Outline of the molecular clockwork. The biological clock is hard-wired by interlocking transcriptional–translational feedback loops (TTFLs) operated by a set of circadian protein-encoding genes. The positive limb of the TTFL is ran by the transcription factors BMAL1 or its analog BMAL2 (schematically rendered as BMAL) and CLOCK, which heterodimerize and bind to E-box enhancer elements in the promoters of the Period genes (PER1-2) and Cryptochrome genes (CRY1-2). PER and CRY proteins operate the negative limb of the TTFL and hinder the transcriptional activity of BMAL:CLOCK heterodimers. The nuclear receptors REV-ERBs and RORs compete at specific response elements (RRE) on the promoter of BMAL1 and drive its rhythmic expression. See text for in depth explanation and details

Epidermal growth factor receptor-dependent signaling

In mammalian cells the Epidermal Growth Factor Receptor (EGFR) signaling pathway controls essential functions such as survival, proliferation and migration. Different subtypes of erythroblastic leukemia viral (v-erb-b) oncogene homolog (ErbB) receptors bind a family of ligands with activation of various molecules in a wide-ranging system of receptor complexes expressed on near every human cell type [33]. Ligand binding prompts homo- and hetero-dimerization of four ErbB family receptors: ErbB1 (also known as EGFR), ErbB2, ErbB3, and ErbB4 [2]. EGFR ligands comprise several molecules, among which transforming growth factor (TGF)-α, amphiregulin, heparin-binding EGF-like growth factor (HB-EGF) and epiregulin, decisively entailed in tissue-specific proliferation/differentiation homeostasis. Binding of ErbB dimer by a definite ligand elicits ErbB cytoplasmic kinase activity and starts auto- and transphosphorylation on tyrosine residues, providing a docking site for adaptor proteins and enzymes, while the ATP binding pocket is held between the two lobes of the kinase fold [2]. EGFR activation may occur with numerous mechanisms under physiological or pathological conditions. In addition to direct activation by specific ligands, heterologous ligand-dependent mechanisms are likewise involved, such as EGFR activation through G-protein-coupled receptors (GPCRs) activation by mature forms of EGFR ligands cleaved by metalloproteinase from membrane precursors [2].

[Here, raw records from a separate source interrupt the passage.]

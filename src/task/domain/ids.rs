//! Identifier and validated scalar types for the task domain.

use super::TaskDomainError;
use serde::{Deserialize, Serialize};
use std::fmt;
use std::str::FromStr;
use uuid::Uuid;

/// Unique identifier for a task record.
///
/// Identifiers are random v4 UUIDs, so tasks minted in the same instant
/// (for example sibling subtasks) never collide.
#[derive(Debug, Clone, Copy, PartialEq, Eq, PartialOrd, Ord, Hash, Serialize, Deserialize)]
#[serde(transparent)]
pub struct TaskId(Uuid);

impl TaskId {
    /// Creates a new random task identifier.
    #[must_use]
    pub fn new() -> Self {
        Self(Uuid::new_v4())
    }

    /// Creates a task identifier from an existing UUID.
    #[must_use]
    pub const fn from_uuid(uuid: Uuid) -> Self {
        Self(uuid)
    }

    /// Returns the wrapped UUID.
    #[must_use]
    pub const fn into_inner(self) -> Uuid {
        self.0
    }
}

impl Default for TaskId {
    fn default() -> Self {
        Self::new()
    }
}

impl FromStr for TaskId {
    type Err = uuid::Error;

    fn from_str(value: &str) -> Result<Self, Self::Err> {
        Uuid::parse_str(value.trim()).map(Self)
    }
}

impl fmt::Display for TaskId {
    fn fmt(&self, f: &mut fmt::Formatter<'_>) -> fmt::Result {
        write!(f, "{}", self.0)
    }
}

/// Task type used to route work to a domain handler, such as
/// `creative_design`.
#[derive(Debug, Clone, PartialEq, Eq, Hash, Serialize, Deserialize)]
#[serde(try_from = "String", into = "String")]
pub struct TaskType(String);

impl TaskType {
    /// Creates a validated task type.
    ///
    /// # Errors
    ///
    /// Returns [`TaskDomainError::EmptyTaskType`] when the value is blank.
    pub fn new(value: impl Into<String>) -> Result<Self, TaskDomainError> {
        let raw = value.into();
        let normalized = raw.trim();
        if normalized.is_empty() {
            return Err(TaskDomainError::EmptyTaskType);
        }
        Ok(Self(normalized.to_owned()))
    }

    /// Returns the task type as `str`.
    #[must_use]
    pub fn as_str(&self) -> &str {
        &self.0
    }
}

impl TryFrom<String> for TaskType {
    type Error = TaskDomainError;

    fn try_from(value: String) -> Result<Self, Self::Error> {
        Self::new(value)
    }
}

impl From<TaskType> for String {
    fn from(value: TaskType) -> Self {
        value.0
    }
}

impl AsRef<str> for TaskType {
    fn as_ref(&self) -> &str {
        self.as_str()
    }
}

impl fmt::Display for TaskType {
    fn fmt(&self, f: &mut fmt::Formatter<'_>) -> fmt::Result {
        write!(f, "{}", self.0)
    }
}
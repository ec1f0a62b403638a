//! Task-type routing to domain handlers.

mod marketing;

pub use marketing::{AnalyticsHandler, ContentHandler, GraphicsHandler, MetricsHandler};

use async_trait::async_trait;
use std::collections::HashMap;
use std::sync::Arc;

use crate::organization::domain::Role;
use crate::task::{
    domain::{Task, TaskType},
    ports::{
        CompletionClient, GenerationPurpose, GenerationResult, GenerationService, Generated,
        HandlerInput, HandlerOutput, TaskHandler,
    },
};

/// Task types served by [`HandlerRegistry::with_default_handlers`].
pub const DEFAULT_TASK_TYPES: [&str; 5] = [
    "creative_design",
    "content_creation",
    "media_buying",
    "performance_analysis",
    "ad_copywriting",
];

/// Maps task types to the handler that serves them.
#[derive(Clone, Default)]
pub struct HandlerRegistry {
    handlers: HashMap<String, Arc<dyn TaskHandler>>,
}

impl HandlerRegistry {
    /// Creates an empty registry.
    #[must_use]
    pub fn new() -> Self {
        Self::default()
    }

    /// Creates a registry serving [`DEFAULT_TASK_TYPES`].
    #[must_use]
    pub fn with_default_handlers() -> Self {
        let content: Arc<dyn TaskHandler> = Arc::new(ContentHandler);
        Self::new()
            .with_handler("creative_design", Arc::new(GraphicsHandler))
            .with_handler("content_creation", Arc::clone(&content))
            .with_handler("media_buying", Arc::new(MetricsHandler))
            .with_handler("performance_analysis", Arc::new(AnalyticsHandler))
            .with_handler("ad_copywriting", content)
    }

    /// Registers `handler` for `task_type`, replacing any previous handler.
    #[must_use]
    pub fn with_handler(mut self, task_type: &str, handler: Arc<dyn TaskHandler>) -> Self {
        self.handlers.insert(task_type.to_owned(), handler);
        self
    }

    /// Returns the handler for `task_type`, if registered.
    #[must_use]
    pub fn handler_for(&self, task_type: &TaskType) -> Option<Arc<dyn TaskHandler>> {
        self.handlers.get(task_type.as_str()).cloned()
    }

    /// Returns registered task types in sorted order.
    #[must_use]
    pub fn task_types(&self) -> Vec<&str> {
        let mut types: Vec<&str> = self.handlers.keys().map(String::as_str).collect();
        types.sort_unstable();
        types
    }
}

/// Generation service that routes task content through domain handlers and
/// free-form prompts through a completion backend.
#[derive(Clone)]
pub struct HandlerGenerationService<C>
where
    C: CompletionClient,
{
    registry: HandlerRegistry,
    completions: Arc<C>,
}

impl<C> HandlerGenerationService<C>
where
    C: CompletionClient,
{
    /// Creates a new handler-backed generation service.
    #[must_use]
    pub const fn new(registry: HandlerRegistry, completions: Arc<C>) -> Self {
        Self {
            registry,
            completions,
        }
    }
}

#[async_trait]
impl<C> GenerationService for HandlerGenerationService<C>
where
    C: CompletionClient,
{
    async fn generate(
        &self,
        task: &Task,
        role: &Role,
        purpose: GenerationPurpose,
    ) -> GenerationResult<Generated> {
        let Some(handler) = self.registry.handler_for(task.task_type()) else {
            tracing::warn!(task_id = %task.id(), task_type = %task.task_type(), "no handler registered");
            return Ok(Generated::NoHandler(task.task_type().clone()));
        };
        tracing::debug!(task_id = %task.id(), %role, %purpose, "routing task to handler");
        let output = handler
            .handle(HandlerInput {
                title: task.title(),
                description: task.description(),
            })
            .await?;
        Ok(match output {
            HandlerOutput::Text(text) => Generated::Text(text),
            HandlerOutput::Structured(value) => Generated::Structured(value),
        })
    }

    async fn complete(&self, prompt: &str) -> GenerationResult<String> {
        self.completions.complete(prompt).await
    }
}
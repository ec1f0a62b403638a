//! Typed payloads produced by the generation service.
//!
//! Raw payloads are decoded leniently and validated here, at the boundary,
//! so that services only ever handle well-formed values.

use super::TaskType;
use crate::organization::domain::EmployeeId;
use serde::{Deserialize, Serialize};
use serde_json::Value;
use thiserror::Error;

/// Task type given to suggestions that do not name one.
pub const DEFAULT_SUGGESTION_TYPE: &str = "general";

/// Machine-proposed task exactly as decoded from the generation service.
#[derive(Debug, Clone, Default, PartialEq, Eq, Serialize, Deserialize)]
pub struct RawSuggestion {
    /// Proposed title.
    #[serde(default)]
    pub title: Option<String>,
    /// Proposed description.
    #[serde(default)]
    pub description: Option<String>,
    /// Proposed assignee identifier.
    #[serde(default)]
    pub assignee: Option<String>,
    /// Proposed creator; defaults to the system creator.
    #[serde(default, rename = "who", alias = "created_by")]
    pub created_by: Option<String>,
    /// Proposed task type.
    #[serde(default, rename = "type")]
    pub task_type: Option<String>,
    /// Organizational process the task belongs to, if any.
    #[serde(default, alias = "processId")]
    pub process_id: Option<String>,
}

/// Reason a suggestion was not admitted.
#[derive(Debug, Clone, Error, PartialEq, Eq)]
pub enum SuggestionRejection {
    /// The suggestion has no usable title.
    #[error("suggestion is missing a title")]
    MissingTitle,
    /// The suggestion has no usable description.
    #[error("suggestion is missing a description")]
    MissingDescription,
    /// The suggestion has no usable assignee.
    #[error("suggestion is missing an assignee")]
    MissingAssignee,
    /// The suggestion could not be decoded at all.
    #[error("malformed suggestion: {0}")]
    Malformed(String),
}

/// A suggestion that carries every field admission requires.
#[derive(Debug, Clone, PartialEq, Eq)]
pub struct Suggestion {
    title: String,
    description: String,
    assignee: EmployeeId,
    created_by: Option<String>,
    task_type: TaskType,
    process_id: Option<String>,
}

impl Suggestion {
    /// Returns the title.
    #[must_use]
    pub fn title(&self) -> &str {
        &self.title
    }

    /// Returns the description.
    #[must_use]
    pub fn description(&self) -> &str {
        &self.description
    }

    /// Returns the assignee.
    #[must_use]
    pub const fn assignee(&self) -> &EmployeeId {
        &self.assignee
    }

    /// Returns the explicit creator, if the suggestion named one.
    #[must_use]
    pub fn created_by(&self) -> Option<&str> {
        self.created_by.as_deref()
    }

    /// Returns the task type.
    #[must_use]
    pub const fn task_type(&self) -> &TaskType {
        &self.task_type
    }

    /// Returns the organizational process, if any.
    #[must_use]
    pub fn process_id(&self) -> Option<&str> {
        self.process_id.as_deref()
    }
}

fn non_blank(value: Option<String>) -> Option<String> {
    value
        .map(|raw| raw.trim().to_owned())
        .filter(|trimmed| !trimmed.is_empty())
}

impl TryFrom<RawSuggestion> for Suggestion {
    type Error = SuggestionRejection;

    fn try_from(raw: RawSuggestion) -> Result<Self, Self::Error> {
        let title = non_blank(raw.title).ok_or(SuggestionRejection::MissingTitle)?;
        let description =
            non_blank(raw.description).ok_or(SuggestionRejection::MissingDescription)?;
        let assignee = non_blank(raw.assignee)
            .and_then(|value| EmployeeId::new(value).ok())
            .ok_or(SuggestionRejection::MissingAssignee)?;
        let task_type = TaskType::new(
            non_blank(raw.task_type).unwrap_or_else(|| DEFAULT_SUGGESTION_TYPE.to_owned()),
        )
        .map_err(|err| SuggestionRejection::Malformed(err.to_string()))?;

        Ok(Self {
            title,
            description,
            assignee,
            created_by: non_blank(raw.created_by),
            task_type,
            process_id: non_blank(raw.process_id),
        })
    }
}

impl TryFrom<Value> for Suggestion {
    type Error = SuggestionRejection;

    fn try_from(value: Value) -> Result<Self, Self::Error> {
        let raw: RawSuggestion = serde_json::from_value(value)
            .map_err(|err| SuggestionRejection::Malformed(err.to_string()))?;
        Self::try_from(raw)
    }
}

/// Organization-level analysis returned by the generation service.
#[derive(Debug, Clone, Default, PartialEq, Serialize, Deserialize)]
#[serde(rename_all = "camelCase")]
pub struct OrganizationAnalysis {
    /// Whether the analysis proposes new tasks.
    #[serde(default)]
    pub should_create_tasks: bool,
    /// Proposed tasks, validated individually during admission.
    #[serde(default)]
    pub suggested_tasks: Vec<Value>,
}

/// Subtask proposed by a task analysis.
#[derive(Debug, Clone, PartialEq, Eq, Serialize, Deserialize)]
pub struct SubtaskDescriptor {
    /// Subtask title.
    pub title: String,
    /// Subtask description.
    #[serde(default)]
    pub description: String,
    /// Subtask type.
    #[serde(rename = "type")]
    pub task_type: TaskType,
}

/// Structured plan for a human-requested task.
#[derive(Debug, Clone, PartialEq, Eq, Serialize, Deserialize)]
pub struct TaskAnalysis {
    /// Root task title.
    pub title: String,
    /// Root task description.
    #[serde(default)]
    pub description: String,
    /// Whether the task should be decomposed.
    #[serde(default)]
    pub needs_split: bool,
    /// Proposed subtasks, considered only when `needs_split` is set.
    #[serde(default)]
    pub subtasks: Vec<SubtaskDescriptor>,
}

impl TaskAnalysis {
    /// Returns the subtasks to create, honouring `needs_split`.
    #[must_use]
    pub fn planned_subtasks(&self) -> &[SubtaskDescriptor] {
        if self.needs_split {
            &self.subtasks
        } else {
            &[]
        }
    }
}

EGFR ligand-independent mechanisms may be also involved. For instance, integrins may form physical complexes with GFRs at the cell plasma membrane. Also, transactivation from GPCR cytokine receptors may play a role, regulating pro-inflammatory activation and transducing modifications in proliferation rate as well as cellular shape and attachment [2].

Conversely, EGFR functions can be constrained through de-phosphorylation by active protein-tyrosine phosphatases, which sequentially may be reversibly inactivated through oxidation of the catalytic cysteine residue in their active site by reactive oxygen species produced upon EGFR activation [2]. The EGF family mediators bind with autocrine/paracrine pattern their receptors through the ligand binding site on the extracellular domain of cell plasma membrane receptors and elicit an active reparative response in case of biophysical damage, but can also play a role in deranged cell processes involved in carcinogenesis. Ligand binding prompts homo- and hetero-dimerization of the receptor inducing intracellular RTK activation. On their side, the IGF-1 and insulin receptors exist as covalent cross-linked dimers with each monomer comprising two subunits [2]. Growth factor signaling can be terminated by receptor-mediated endocytosis with internalization of the ligand-receptor complex, but in case of oncogenic changes RTKs signal unrelenting cell proliferation regardless of growth factor stimulation [34]. In human cancers constitutive RTK activation is initiated by gain-of-function mutations, genomic amplification, chromosomal rearrangements, and autocrine activation. Mutated forms of growth factor proteins with derangement of GFR activation hallmark virtually all epithelial cancers, but on the other hand represent valuable targets for therapeutic agents [34].(Fig. 2; Table 1).

Fig. 2

Schematic representation of intracellular signaling prompted by Receptor Tyrosine Kinases (RTKs) and Receptor Serine/Threonine Kinases (RSTKs). See text for in depth explanation and details

Table 1 List of receptor tyrosine kinasesGFR-dependent signaling and circadian pathways in the context of carcinogenesis

Cancer onset and progression is fueled by complex molecular mechanisms involving genetic and epigenetic changes at the level of driver oncogenes and/or controller tumor suppressor genes leading to deregulated activation of key signaling pathways, many of which are controlled by the biological clock and show circadian patterns of activation, for instance PI3K/AKT/mTOR, MAPK and JAK/STAT signaling pathways, crucially involved in the regulation of cell growth/survival, proliferation and differentiation.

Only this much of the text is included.